High-performance liquid chromatography (HPLC) on newly developed spherical beads of hydroxyapatite was applied to the analysis of purified E. coli tRNAs (Val, Met, Tyr and Phe). tRNAs were eluted from the column separately with appreciable differences in retention time by a 45-min gradient of phosphate buffer (pH 6.8) of concentration from 64 to 123 mM; both the retention times and peak areas of respective tRNAs were highly reproducible. Total tRNA (tRNA(Total)) preparations obtained from E. coli and B. subtilis were also analysed on the column. It is possible even to elute tRNA(Total) which may, in general, contain 60 or more tRNA species with a relatively shallow gradient such as 75-132 mM. The recovery of tRNA from the column was as high as 90%. Owing to the complicated composition, the elution profile of tRNA(Total) had a wide spread irregular shape but, with a 1-h gradient more than ten peaks were easily detected.

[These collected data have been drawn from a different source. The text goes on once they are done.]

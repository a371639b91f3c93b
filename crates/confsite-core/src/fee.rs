//! Registration fee categories.
//!
//! Fees are display strings ("₹10,000", "$300"), never amounts. Nothing in
//! the system does arithmetic on them.

use chrono::{DateTime, Utc};
use serde::{Deserialize, Serialize};

use crate::{
  RecordId, Result,
  validate::{Validate, merge_required, require, require_if_present},
};

#[derive(Debug, Clone, PartialEq, Serialize, Deserialize)]
#[serde(rename_all = "camelCase")]
pub struct RegistrationFee {
  pub id:                RecordId,
  /// e.g. "Academic", "Student".
  pub category:          String,
  pub indian_fee:        String,
  pub international_fee: String,
  pub order:             i64,
  pub created_at:        DateTime<Utc>,
  pub updated_at:        DateTime<Utc>,
}

#[derive(Debug, Clone, PartialEq, Serialize, Deserialize)]
#[serde(rename_all = "camelCase", deny_unknown_fields)]
pub struct NewRegistrationFee {
  pub category:          String,
  pub indian_fee:        String,
  pub international_fee: String,
  #[serde(default)]
  pub order:             i64,
}

impl Validate for NewRegistrationFee {
  fn validate(&self) -> Result<()> {
    require("category", &self.category)?;
    require("indianFee", &self.indian_fee)?;
    require("internationalFee", &self.international_fee)
  }
}

#[derive(Debug, Clone, Default, PartialEq, Serialize, Deserialize)]
#[serde(rename_all = "camelCase", deny_unknown_fields)]
pub struct RegistrationFeePatch {
  #[serde(skip_serializing_if = "Option::is_none")]
  pub category:          Option<String>,
  #[serde(skip_serializing_if = "Option::is_none")]
  pub indian_fee:        Option<String>,
  #[serde(skip_serializing_if = "Option::is_none")]
  pub international_fee: Option<String>,
  #[serde(skip_serializing_if = "Option::is_none")]
  pub order:             Option<i64>,
}

impl Validate for RegistrationFeePatch {
  fn validate(&self) -> Result<()> {
    require_if_present("category", self.category.as_ref())?;
    require_if_present("indianFee", self.indian_fee.as_ref())?;
    require_if_present("internationalFee", self.international_fee.as_ref())
  }
}

impl RegistrationFee {
  pub fn apply(&mut self, patch: RegistrationFeePatch, now: DateTime<Utc>) {
    merge_required(&mut self.category, patch.category);
    merge_required(&mut self.indian_fee, patch.indian_fee);
    merge_required(&mut self.international_fee, patch.international_fee);
    if let Some(order) = patch.order {
      self.order = order;
    }
    self.updated_at = now;
  }
}

#[cfg(test)]
mod tests {
  use super::*;

  #[test]
  fn fee_strings_pass_through_untouched() {
    let fee: NewRegistrationFee = serde_json::from_str(
      r#"{"category":"Student","indianFee":"₹10,000","internationalFee":"$150"}"#,
    )
    .unwrap();
    assert_eq!(fee.indian_fee, "₹10,000");
    assert_eq!(fee.order, 0);
    assert!(fee.validate().is_ok());
  }
}
//! The `SiteStore` trait: the data-access layer between handlers and storage.
//!
//! One method per resource per operation. Implementations add no business
//! rules beyond default values and the list orderings documented on each
//! method. Higher layers (`confsite-api`) depend on this abstraction, not on a
//! concrete backend.

use std::future::Future;

use crate::{
  RecordId,
  committee::{CommitteeMember, CommitteeMemberPatch, CommitteeRole, NewCommitteeMember},
  contact::{Contact, ContactPatch, NewContact},
  date::{ImportantDate, ImportantDatePatch, NewImportantDate},
  fee::{NewRegistrationFee, RegistrationFee, RegistrationFeePatch},
  page::{Page, PagePatch},
  settings::{Settings, SettingsPatch},
  speaker::{NewSpeaker, Speaker, SpeakerPatch},
};

/// Abstraction over a conference-site storage backend.
///
/// Every operation touches exactly one table. List reads never fail for lack
/// of rows; they return an empty `Vec`. `update_*` returns `None` when the id
/// does not exist. `delete_*` succeeds whether or not the row existed.
///
/// All methods return `Send` futures so the trait can be used in multi-threaded
/// async runtimes (e.g. tokio with `axum`).
pub trait SiteStore: Send + Sync {
  type Error: std::error::Error + Send + Sync + 'static;

  // ── Settings (singleton) ──────────────────────────────────────────────

  fn get_settings(
    &self,
  ) -> impl Future<Output = Result<Option<Settings>, Self::Error>> + Send + '_;

  /// Insert the singleton row from defaults plus `patch`, or merge `patch`
  /// into the existing row.
  fn upsert_settings(
    &self,
    patch: SettingsPatch,
  ) -> impl Future<Output = Result<Settings, Self::Error>> + Send + '_;

  // ── Speakers ──────────────────────────────────────────────────────────

  /// Ordered by `display_order`, then newest first, then id.
  fn list_speakers(
    &self,
  ) -> impl Future<Output = Result<Vec<Speaker>, Self::Error>> + Send + '_;

  fn create_speaker(
    &self,
    input: NewSpeaker,
  ) -> impl Future<Output = Result<Speaker, Self::Error>> + Send + '_;

  fn update_speaker(
    &self,
    id: RecordId,
    patch: SpeakerPatch,
  ) -> impl Future<Output = Result<Option<Speaker>, Self::Error>> + Send + '_;

  fn delete_speaker(
    &self,
    id: RecordId,
  ) -> impl Future<Output = Result<(), Self::Error>> + Send + '_;

  // ── Important dates ───────────────────────────────────────────────────

  /// Chronological by parsed date; see [`crate::date::sort_chronologically`].
  fn list_dates(
    &self,
  ) -> impl Future<Output = Result<Vec<ImportantDate>, Self::Error>> + Send + '_;

  fn create_date(
    &self,
    input: NewImportantDate,
  ) -> impl Future<Output = Result<ImportantDate, Self::Error>> + Send + '_;

  fn update_date(
    &self,
    id: RecordId,
    patch: ImportantDatePatch,
  ) -> impl Future<Output = Result<Option<ImportantDate>, Self::Error>> + Send + '_;

  fn delete_date(
    &self,
    id: RecordId,
  ) -> impl Future<Output = Result<(), Self::Error>> + Send + '_;

  // ── Committee ─────────────────────────────────────────────────────────

  /// Ordered by `display_order`, then id. `role` restricts to one committee.
  fn list_committee(
    &self,
    role: Option<CommitteeRole>,
  ) -> impl Future<Output = Result<Vec<CommitteeMember>, Self::Error>> + Send + '_;

  fn create_committee_member(
    &self,
    input: NewCommitteeMember,
  ) -> impl Future<Output = Result<CommitteeMember, Self::Error>> + Send + '_;

  fn update_committee_member(
    &self,
    id: RecordId,
    patch: CommitteeMemberPatch,
  ) -> impl Future<Output = Result<Option<CommitteeMember>, Self::Error>> + Send + '_;

  fn delete_committee_member(
    &self,
    id: RecordId,
  ) -> impl Future<Output = Result<(), Self::Error>> + Send + '_;

  // ── Registration fees ─────────────────────────────────────────────────

  /// Ordered by `order`, then id.
  fn list_fees(
    &self,
  ) -> impl Future<Output = Result<Vec<RegistrationFee>, Self::Error>> + Send + '_;

  fn create_fee(
    &self,
    input: NewRegistrationFee,
  ) -> impl Future<Output = Result<RegistrationFee, Self::Error>> + Send + '_;

  fn update_fee(
    &self,
    id: RecordId,
    patch: RegistrationFeePatch,
  ) -> impl Future<Output = Result<Option<RegistrationFee>, Self::Error>> + Send + '_;

  fn delete_fee(
    &self,
    id: RecordId,
  ) -> impl Future<Output = Result<(), Self::Error>> + Send + '_;

  // ── Contacts ──────────────────────────────────────────────────────────

  /// Ordered by id.
  fn list_contacts(
    &self,
  ) -> impl Future<Output = Result<Vec<Contact>, Self::Error>> + Send + '_;

  fn create_contact(
    &self,
    input: NewContact,
  ) -> impl Future<Output = Result<Contact, Self::Error>> + Send + '_;

  fn update_contact(
    &self,
    id: RecordId,
    patch: ContactPatch,
  ) -> impl Future<Output = Result<Option<Contact>, Self::Error>> + Send + '_;

  fn delete_contact(
    &self,
    id: RecordId,
  ) -> impl Future<Output = Result<(), Self::Error>> + Send + '_;

  // ── Pages (keyed by slug) ─────────────────────────────────────────────

  /// Ordered by slug.
  fn list_pages(
    &self,
  ) -> impl Future<Output = Result<Vec<Page>, Self::Error>> + Send + '_;

  fn get_page<'a>(
    &'a self,
    slug: &'a str,
  ) -> impl Future<Output = Result<Option<Page>, Self::Error>> + Send + 'a;

  /// Insert the page for `slug` or merge `patch` into it. One row per slug.
  fn upsert_page(
    &self,
    slug: String,
    patch: PagePatch,
  ) -> impl Future<Output = Result<Page, Self::Error>> + Send + '_;
}
//! Add/edit dialog state.
//!
//! A form moves `Idle → Editing(New | Existing) → Submitting → Idle`. Values
//! are held as text while editing and converted to a JSON body only when the
//! user submits.

use confsite_core::RecordId;
use serde_json::{Map, Value};
use thiserror::Error;

// ─── Field descriptions ───────────────────────────────────────────────────────

#[derive(Debug, Clone, Copy, PartialEq, Eq)]
pub enum FieldKind {
  Text,
  /// Accepts newlines.
  Multiline,
  Integer,
  Toggle,
  Choice(&'static [&'static str]),
  /// Identifies the record; only editable while creating.
  Key,
}

#[derive(Debug, Clone, Copy)]
pub struct FieldSpec {
  /// JSON key in the request body.
  pub key:      &'static str,
  pub label:    &'static str,
  pub kind:     FieldKind,
  pub required: bool,
}

impl FieldSpec {
  fn default_text(&self) -> String {
    match self.kind {
      FieldKind::Toggle => "false".to_owned(),
      FieldKind::Choice(options) => options.first().copied().unwrap_or_default().to_owned(),
      _ => String::new(),
    }
  }
}

// ─── State machine ────────────────────────────────────────────────────────────

/// Which record a submission targets.
#[derive(Debug, Clone, PartialEq, Eq)]
pub enum RecordKey {
  Id(RecordId),
  Slug(String),
  Settings,
}

#[derive(Debug, Clone, PartialEq, Eq)]
pub enum Mode {
  New,
  Existing(RecordKey),
}

#[derive(Debug, Clone, PartialEq, Eq)]
pub enum Phase {
  Idle,
  Editing(Mode),
  Submitting(Mode),
}

#[derive(Debug, Error, PartialEq, Eq)]
pub enum FormError {
  #[error("{0} is required")]
  Required(&'static str),

  #[error("{0} must be a whole number")]
  NotANumber(&'static str),

  #[error("no form is open")]
  NotEditing,
}

pub struct Form {
  pub fields: &'static [FieldSpec],
  pub values: Vec<String>,
  pub focus:  usize,
  pub phase:  Phase,
}

impl Form {
  pub fn new(fields: &'static [FieldSpec]) -> Self {
    Self {
      fields,
      values: fields.iter().map(FieldSpec::default_text).collect(),
      focus: 0,
      phase: Phase::Idle,
    }
  }

  pub fn is_open(&self) -> bool { self.phase != Phase::Idle }

  fn mode(&self) -> Option<&Mode> {
    match &self.phase {
      Phase::Idle => None,
      Phase::Editing(mode) | Phase::Submitting(mode) => Some(mode),
    }
  }

  pub fn is_new(&self) -> bool { self.mode() == Some(&Mode::New) }

  /// "Add": reset every field to its default.
  pub fn begin_new(&mut self) {
    self.values = self.fields.iter().map(FieldSpec::default_text).collect();
    self.phase = Phase::Editing(Mode::New);
    self.focus = self.first_editable();
  }

  /// "Edit": pre-populate from `record`.
  pub fn begin_edit(&mut self, key: RecordKey, record: &Value) {
    self.values = self
      .fields
      .iter()
      .map(|f| match record.get(f.key) {
        Some(Value::String(s)) => s.clone(),
        Some(Value::Bool(b)) => b.to_string(),
        Some(Value::Number(n)) => n.to_string(),
        _ => f.default_text(),
      })
      .collect();
    self.phase = Phase::Editing(Mode::Existing(key));
    self.focus = self.first_editable();
  }

  pub fn cancel(&mut self) { self.phase = Phase::Idle; }

  // ── Editing ───────────────────────────────────────────────────────────────

  pub fn is_editable(&self, index: usize) -> bool {
    match self.fields.get(index) {
      Some(f) if f.kind == FieldKind::Key => self.is_new(),
      Some(_) => true,
      None => false,
    }
  }

  fn first_editable(&self) -> usize {
    (0..self.fields.len())
      .find(|&i| self.is_editable(i))
      .unwrap_or(0)
  }

  pub fn focused(&self) -> Option<&FieldSpec> { self.fields.get(self.focus) }

  pub fn focus_next(&mut self) {
    let n = self.fields.len();
    for step in 1..=n {
      let i = (self.focus + step) % n;
      if self.is_editable(i) {
        self.focus = i;
        return;
      }
    }
  }

  pub fn focus_prev(&mut self) {
    let n = self.fields.len();
    for step in 1..=n {
      let i = (self.focus + n - step) % n;
      if self.is_editable(i) {
        self.focus = i;
        return;
      }
    }
  }

  /// Type `c` into the focused field. Toggles and choices cycle on space.
  pub fn input(&mut self, c: char) {
    let Some(spec) = self.focused().copied() else { return };
    match spec.kind {
      FieldKind::Toggle | FieldKind::Choice(_) => {
        if c == ' ' {
          self.cycle(true);
        }
      }
      FieldKind::Integer => {
        if c.is_ascii_digit() || (c == '-' && self.values[self.focus].is_empty()) {
          self.values[self.focus].push(c);
        }
      }
      _ => self.values[self.focus].push(c),
    }
  }

  pub fn newline(&mut self) {
    if self.focused().is_some_and(|f| f.kind == FieldKind::Multiline) {
      self.values[self.focus].push('\n');
    }
  }

  pub fn backspace(&mut self) {
    if let Some(spec) = self.focused()
      && !matches!(spec.kind, FieldKind::Toggle | FieldKind::Choice(_))
    {
      self.values[self.focus].pop();
    }
  }

  /// Step a toggle or choice field.
  pub fn cycle(&mut self, forward: bool) {
    let Some(spec) = self.focused().copied() else { return };
    let value = &mut self.values[self.focus];
    match spec.kind {
      FieldKind::Toggle => *value = (*value != "true").to_string(),
      FieldKind::Choice(options) if !options.is_empty() => {
        let i = options.iter().position(|o| *o == value.as_str()).unwrap_or(0);
        let next = if forward {
          (i + 1) % options.len()
        } else {
          (i + options.len() - 1) % options.len()
        };
        *value = options[next].to_owned();
      }
      _ => {}
    }
  }

  // ── Submission ────────────────────────────────────────────────────────────

  /// The first required field left blank, if any.
  pub fn missing_required(&self) -> Option<&'static str> {
    self
      .fields
      .iter()
      .zip(&self.values)
      .enumerate()
      .find(|(i, (f, v))| f.required && self.is_editable(*i) && v.trim().is_empty())
      .map(|(_, (f, _))| f.label)
  }

  /// Build the request body.
  ///
  /// New records omit blank optional fields so server defaults apply; edits
  /// send blanks so an optional field can be cleared.
  pub fn to_json(&self) -> Result<Value, FormError> {
    let new = self.is_new();
    let mut body = Map::new();
    for (spec, text) in self.fields.iter().zip(&self.values) {
      let value = match spec.kind {
        FieldKind::Key if !new => continue,
        FieldKind::Toggle => Value::Bool(text == "true"),
        FieldKind::Integer if text.trim().is_empty() => continue,
        FieldKind::Integer => {
          let n: i64 = text
            .trim()
            .parse()
            .map_err(|_| FormError::NotANumber(spec.label))?;
          Value::from(n)
        }
        _ if new && !spec.required && text.trim().is_empty() => continue,
        _ => Value::String(text.clone()),
      };
      body.insert(spec.key.to_owned(), value);
    }
    Ok(Value::Object(body))
  }

  /// `Editing → Submitting`. Returns what to send and where.
  pub fn begin_submit(&mut self) -> Result<(Mode, Value), FormError> {
    let Phase::Editing(mode) = &self.phase else {
      return Err(FormError::NotEditing);
    };
    let mode = mode.clone();
    if let Some(label) = self.missing_required() {
      return Err(FormError::Required(label));
    }
    let body = self.to_json()?;
    self.phase = Phase::Submitting(mode.clone());
    Ok((mode, body))
  }

  /// `Submitting → Idle` on success, back to `Editing` on failure.
  pub fn finish_submit(&mut self, ok: bool) {
    if let Phase::Submitting(mode) = &self.phase {
      self.phase = if ok { Phase::Idle } else { Phase::Editing(mode.clone()) };
    }
  }
}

When the amino acid-accepting activity of tRNA in the eluate of tRNA(Total) was determined, for ten specific tRNAs, each activity peak was eluted sharply from the column. In addition, several tRNA activities were eluted in different fractions. This indicates that isoacceptors were separated by the column. The results show that HPLC on hydroxyapatite beads is useful for the purification and characterization of tRNA.